Thiel Owners


Guys-

I just scored a sweet pair of CS 2.4SE loudspeakers. Anyone else currently or previously owned this model?
Owners of the CS 2.4 or CS 2.7 are free to chime in as well. Thiel are excellent w/ both tubed or solid-state gear!

Keep me posted & Happy Listening!
128x128jafant

@thieliste - just wondering if you might have needed the GAIA 1’s instead of the GAIA 2’s? I messaged Isoacoustics about them for my CS3.6’s which weigh about 108 pounds and told them that I was considering putting 3 of the GAIA 1’s (which are rated for 220 pounds for 4 feet) and they said that the 1’s would be the way to go because it is best to keep well under the max rating.

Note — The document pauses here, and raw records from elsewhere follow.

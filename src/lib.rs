//! Library crate for tinyserve: an epoll-driven HTTP/1.1 static file server
//! with a fixed worker pool, two dispatch models and idle-connection eviction.
//!
//! `main.rs` only parses flags, installs logging and calls [`server::Server`];
//! everything below is usable on its own, and the integration tests drive the
//! server in-process through a [`signals::Notifier`].

pub mod config;
pub mod connection;
pub mod credentials;
pub mod error;
pub mod io_thread;
pub mod logging;
pub mod metrics;
pub mod poller;
pub mod protocol;
pub mod request_flow;
pub mod resource;
pub mod resource_pool;
pub mod response_flow;
pub mod response_queue;
pub mod server;
pub mod signals;
pub mod sync;
pub mod timer;
pub mod work_queue;
pub mod worker;

pub use error::{Error, Result};
pub use server::Server;
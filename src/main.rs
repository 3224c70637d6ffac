use std::net::{Ipv4Addr, SocketAddr, SocketAddrV4};
use std::path::PathBuf;
use std::process::ExitCode;
use std::time::Duration;

use clap::Parser;
use tracing::error;

use tinyserve::config::{
    Config, DEFAULT_PORT, LogMode, MAX_CONNECTIONS, MAX_REQUESTS, TriggerMode,
};
use tinyserve::logging::{self, LogSink};
use tinyserve::worker::DispatchModel;
use tinyserve::{Server, metrics};

#[derive(Parser)]
#[command(about = "epoll HTTP/1.1 static file server with a fixed worker pool")]
struct Args {
    /// Port to listen on
    #[arg(short, long, default_value_t = DEFAULT_PORT)]
    port: u16,

    /// Log write mode: 0 synchronous, 1 asynchronous
    #[arg(short = 'w', default_value_t = 0)]
    log_write: u8,

    /// Trigger mode: 0 LT+LT, 1 LT+ET, 2 ET+LT, 3 ET+ET (listen + connection)
    #[arg(short = 'm', default_value_t = 0)]
    trigger: u8,

    /// Graceful close with a one second linger: 0 off, 1 on
    #[arg(short = 'o', default_value_t = 0)]
    linger: u8,

    /// Credential store pool size
    #[arg(short = 'c', default_value_t = 8)]
    store_pool: usize,

    /// Worker threads
    #[arg(short = 't', default_value_t = 8)]
    threads: usize,

    /// Disable logging: 0 no, 1 yes
    #[arg(short = 'l', default_value_t = 0)]
    log_off: u8,

    /// Dispatch model: 0 I/O in loop, 1 I/O in worker
    #[arg(short = 'e', default_value_t = 0)]
    dispatch: u8,

    /// Document root
    #[arg(long, default_value = "./root")]
    root: PathBuf,

    /// Append log records to this file instead of stderr
    #[arg(long)]
    log_file: Option<PathBuf>,

    /// Nominal work-queue capacity
    #[arg(long, default_value_t = MAX_REQUESTS)]
    max_requests: usize,

    /// Live-connection ceiling
    #[arg(long, default_value_t = MAX_CONNECTIONS)]
    max_connections: usize,

    /// Idle sweep interval in seconds
    #[arg(long, default_value_t = 5)]
    timeslot: u64,
}

impl Args {
    fn to_config(&self) -> tinyserve::Result<Config> {
        Ok(Config {
            addr: SocketAddr::V4(SocketAddrV4::new(Ipv4Addr::UNSPECIFIED, self.port)),
            root: self.root.clone(),
            trigger: TriggerMode::from_selector(self.trigger)?,
            linger: self.linger == 1,
            store_pool_size: self.store_pool,
            worker_threads: self.threads,
            dispatch: DispatchModel::from_selector(self.dispatch)?,
            max_requests: self.max_requests,
            max_connections: self.max_connections,
            timeslot: Duration::from_secs(self.timeslot),
            handle_signals: true,
        })
    }
}

fn start(args: &Args) -> tinyserve::Result<Option<LogSink>> {
    let sink = if args.log_off == 1 {
        None
    } else {
        let mode = LogMode::from_selector(args.log_write)?;
        let sink = match &args.log_file {
            Some(path) => LogSink::file(path, mode)?,
            None => LogSink::stderr(mode)?,
        };
        logging::init(sink.clone())?;
        Some(sink)
    };

    let config = args.to_config()?;
    metrics::spawn_reporter();
    Server::bind(config)?.run()?;
    Ok(sink)
}

fn main() -> ExitCode {
    let args = Args::parse();
    match start(&args) {
        Ok(sink) => {
            if let Some(sink) = sink {
                sink.flush();
            }
            ExitCode::SUCCESS
        }
        Err(e) => {
            error!(error = %e, "fatal");
            eprintln!("tinyserve: {e}");
            ExitCode::FAILURE
        }
    }
}
//! Return path from workers to the event loop for the I/O-in-loop model.
//!
//! Workers push finished connections into a mutex-protected batch and bump an
//! eventfd; the loop polls the eventfd like a socket and takes the whole batch.

use std::io;
use std::os::fd::{AsRawFd, FromRawFd, OwnedFd, RawFd};

use parking_lot::Mutex;

use crate::worker::Finished;

pub struct ReturnQueue {
    finished: Mutex<Vec<Finished>>,
    eventfd: OwnedFd,
}

impl ReturnQueue {
    pub fn new() -> io::Result<Self> {
        let fd = unsafe { libc::eventfd(0, libc::EFD_NONBLOCK | libc::EFD_CLOEXEC) };
        if fd < 0 {
            return Err(io::Error::last_os_error());
        }
        Ok(Self {
            finished: Mutex::new(Vec::new()),
            eventfd: unsafe { OwnedFd::from_raw_fd(fd) },
        })
    }

    pub fn eventfd(&self) -> RawFd {
        self.eventfd.as_raw_fd()
    }

    pub fn send(&self, item: Finished) {
        self.finished.lock().push(item);
        self.signal();
    }

    /// Wake the loop's `epoll_wait`.
    fn signal(&self) {
        let val: u64 = 1;
        unsafe {
            libc::write(
                self.eventfd.as_raw_fd(),
                &val as *const u64 as *const libc::c_void,
                8,
            );
        }
    }

    /// Reset the eventfd counter and take everything returned so far.
    pub fn drain(&self, out: &mut Vec<Finished>) {
        let mut val: u64 = 0;
        unsafe {
            libc::read(
                self.eventfd.as_raw_fd(),
                &mut val as *mut u64 as *mut libc::c_void,
                8,
            );
        }
        out.append(&mut self.finished.lock());
    }

    pub fn len(&self) -> usize {
        self.finished.lock().len()
    }

    pub fn is_empty(&self) -> bool {
        self.len() == 0
    }
}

Now I have not done this yet but this tweak to my Sound Anchors stands is something I am still planning on doing in the near future in order to tighten up the bass. I’m thinking that a lot of my bass power is escaping into the suspended floor anyway so by decreasing this, I’m hoping for increased bass clarity. If it turns out that the low bass is too thin, maybe then I will start looking into a sub to go with the 3.6’s.

@masi61  CS 3.7s weight is about 42kg so no problems with the GAIA 2s.

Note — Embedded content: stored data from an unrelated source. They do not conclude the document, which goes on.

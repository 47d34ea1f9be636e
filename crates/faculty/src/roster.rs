//! Faculty roster aggregates and the add/edit member form.

use std::collections::{BTreeMap, BTreeSet, HashMap};

use chrono::Datelike;
use serde::{Deserialize, Serialize};

use pubtrack_auth::Role;
use pubtrack_core::{DepartmentId, DomainError, DomainResult};

use crate::profile::{Profile, is_valid_email};

/// Roles listed on the faculty management screen.
pub const MANAGED_ROLES: [Role; 3] = [Role::FACULTY, Role::FACULTY_COORDINATOR, Role::HOD];

/// Years shown on the joins chart, ending at the current year.
pub const JOIN_CHART_YEARS: i32 = 6;

#[derive(Debug, Clone, PartialEq, Eq, Serialize, Deserialize)]
pub struct Department {
    pub id: DepartmentId,
    #[serde(rename = "dname")]
    pub name: String,
}

#[derive(Debug, Clone, Copy, Default, PartialEq, Eq, Serialize)]
pub struct RosterStats {
    pub total: usize,
    pub faculty: usize,
    pub coordinators: usize,
    pub hods: usize,
    pub departments: usize,
}

pub fn roster_stats(profiles: &[Profile]) -> RosterStats {
    let with_role = |role: &Role| profiles.iter().filter(|p| p.role().as_ref() == Some(role)).count();
    let departments: BTreeSet<&str> = profiles
        .iter()
        .filter_map(|p| p.department.as_deref())
        .map(str::trim)
        .filter(|d| !d.is_empty())
        .collect();

    RosterStats {
        total: profiles.len(),
        faculty: with_role(&Role::FACULTY),
        coordinators: with_role(&Role::FACULTY_COORDINATOR),
        hods: with_role(&Role::HOD),
        departments: departments.len(),
    }
}

#[derive(Debug, Clone, Copy, PartialEq, Eq, Serialize)]
pub struct YearCount {
    pub year: i32,
    pub count: usize,
}

/// Profiles created per year for the last `span` years, oldest first.
pub fn joins_per_year(profiles: &[Profile], current_year: i32, span: i32) -> Vec<YearCount> {
    (current_year - span + 1..=current_year)
        .map(|year| YearCount {
            year,
            count: profiles
                .iter()
                .filter(|p| p.created_at.is_some_and(|t| t.year() == year))
                .count(),
        })
        .collect()
}

pub fn joined_in(profiles: &[Profile], year: i32) -> usize {
    profiles
        .iter()
        .filter(|p| p.created_at.is_some_and(|t| t.year() == year))
        .count()
}

/// Member count per department name. Unknown departments are grouped
/// under "Unassigned".
pub fn department_distribution(
    profiles: &[Profile],
    names: &HashMap<DepartmentId, String>,
) -> BTreeMap<String, usize> {
    let mut distribution = BTreeMap::new();
    for profile in profiles {
        let name = profile
            .department_id
            .and_then(|id| names.get(&id).cloned())
            .unwrap_or_else(|| "Unassigned".to_string());
        *distribution.entry(name).or_insert(0) += 1;
    }
    distribution
}

/// Add/edit form for a roster member.
#[derive(Debug, Clone, PartialEq, Eq)]
pub struct MemberDraft {
    pub name: String,
    pub email: String,
    pub department: String,
    pub role: Role,
}

impl MemberDraft {
    pub fn new(name: impl Into<String>, email: impl Into<String>, department: impl Into<String>) -> Self {
        Self {
            name: name.into(),
            email: email.into(),
            department: department.into(),
            role: Role::FACULTY,
        }
    }

    pub fn with_role(mut self, role: Role) -> Self {
        self.role = role;
        self
    }

    pub fn from_profile(profile: &Profile) -> Self {
        Self {
            name: profile.name.clone().unwrap_or_default(),
            email: profile.email.clone().unwrap_or_default(),
            department: profile.department.clone().unwrap_or_default(),
            role: profile.role().unwrap_or(Role::FACULTY),
        }
    }

    pub fn validate(&self) -> DomainResult<MemberRecord> {
        let (name, email, department) = (self.name.trim(), self.email.trim(), self.department.trim());
        if name.is_empty() || email.is_empty() || department.is_empty() {
            return Err(DomainError::validation("All fields are required."));
        }
        if !is_valid_email(email) {
            return Err(DomainError::validation("Invalid email format"));
        }
        Ok(MemberRecord {
            name: name.to_string(),
            email: email.to_lowercase(),
            department: department.to_string(),
            role: self.role.clone(),
        })
    }
}

/// Columns written when adding or editing a member.
#[derive(Debug, Clone, PartialEq, Eq, Serialize)]
pub struct MemberRecord {
    pub name: String,
    pub email: String,
    pub department: String,
    pub role: Role,
}
//! Faculty publications: the record model, draft validation, document
//! uploads, persistence and per-year statistics.

pub mod error;
pub mod publication;
pub mod service;
pub mod stats;

pub use error::{ServiceError, ServiceResult};
pub use publication::{
    Category, DocumentUpload, EARLIEST_YEAR, PDF_CONTENT_TYPE, Publication, PublicationDraft,
    PublicationRecord, PublicationType, ValidDraft, VerificationStatus, filter_by_category,
    sanitize_file_name,
};
pub use service::{DEFAULT_DOCUMENT_BUCKET, PUBLICATIONS_TABLE, PublicationService};
pub use stats::{
    CHART_YEARS, PublicationChart, PublicationStats, VerificationSplit, publication_chart,
    publication_stats, split_by_status,
};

GAIA 1s are for the bigger CS 7.2s.

I did find the bass way to thin for my taste with the GAIA 2s and therefore removed them.

I don't plan on using any Subs at the moment.

Bass is hard to get right, especially as the task is to translate the producers' projections onto our playback reality with a break in psycho-acoustic continuity. In other words, our 'ear-brain' knows our playback environment, but not the performance environment nor the producers' second guesses about our playback space. Over time, bass balance in production has gravitated toward a standard - in loudspeakers less so. There exist many products with strategically underdamped bass creating a big, loose hump in the upper bass. Think British monitors. Thiel's bass balance target was flat assuming only a floor under the speaker which neither added nor subtracted bass content. Any other assumptions are bound to be wrong because playback environments vary drastically and unpredictably.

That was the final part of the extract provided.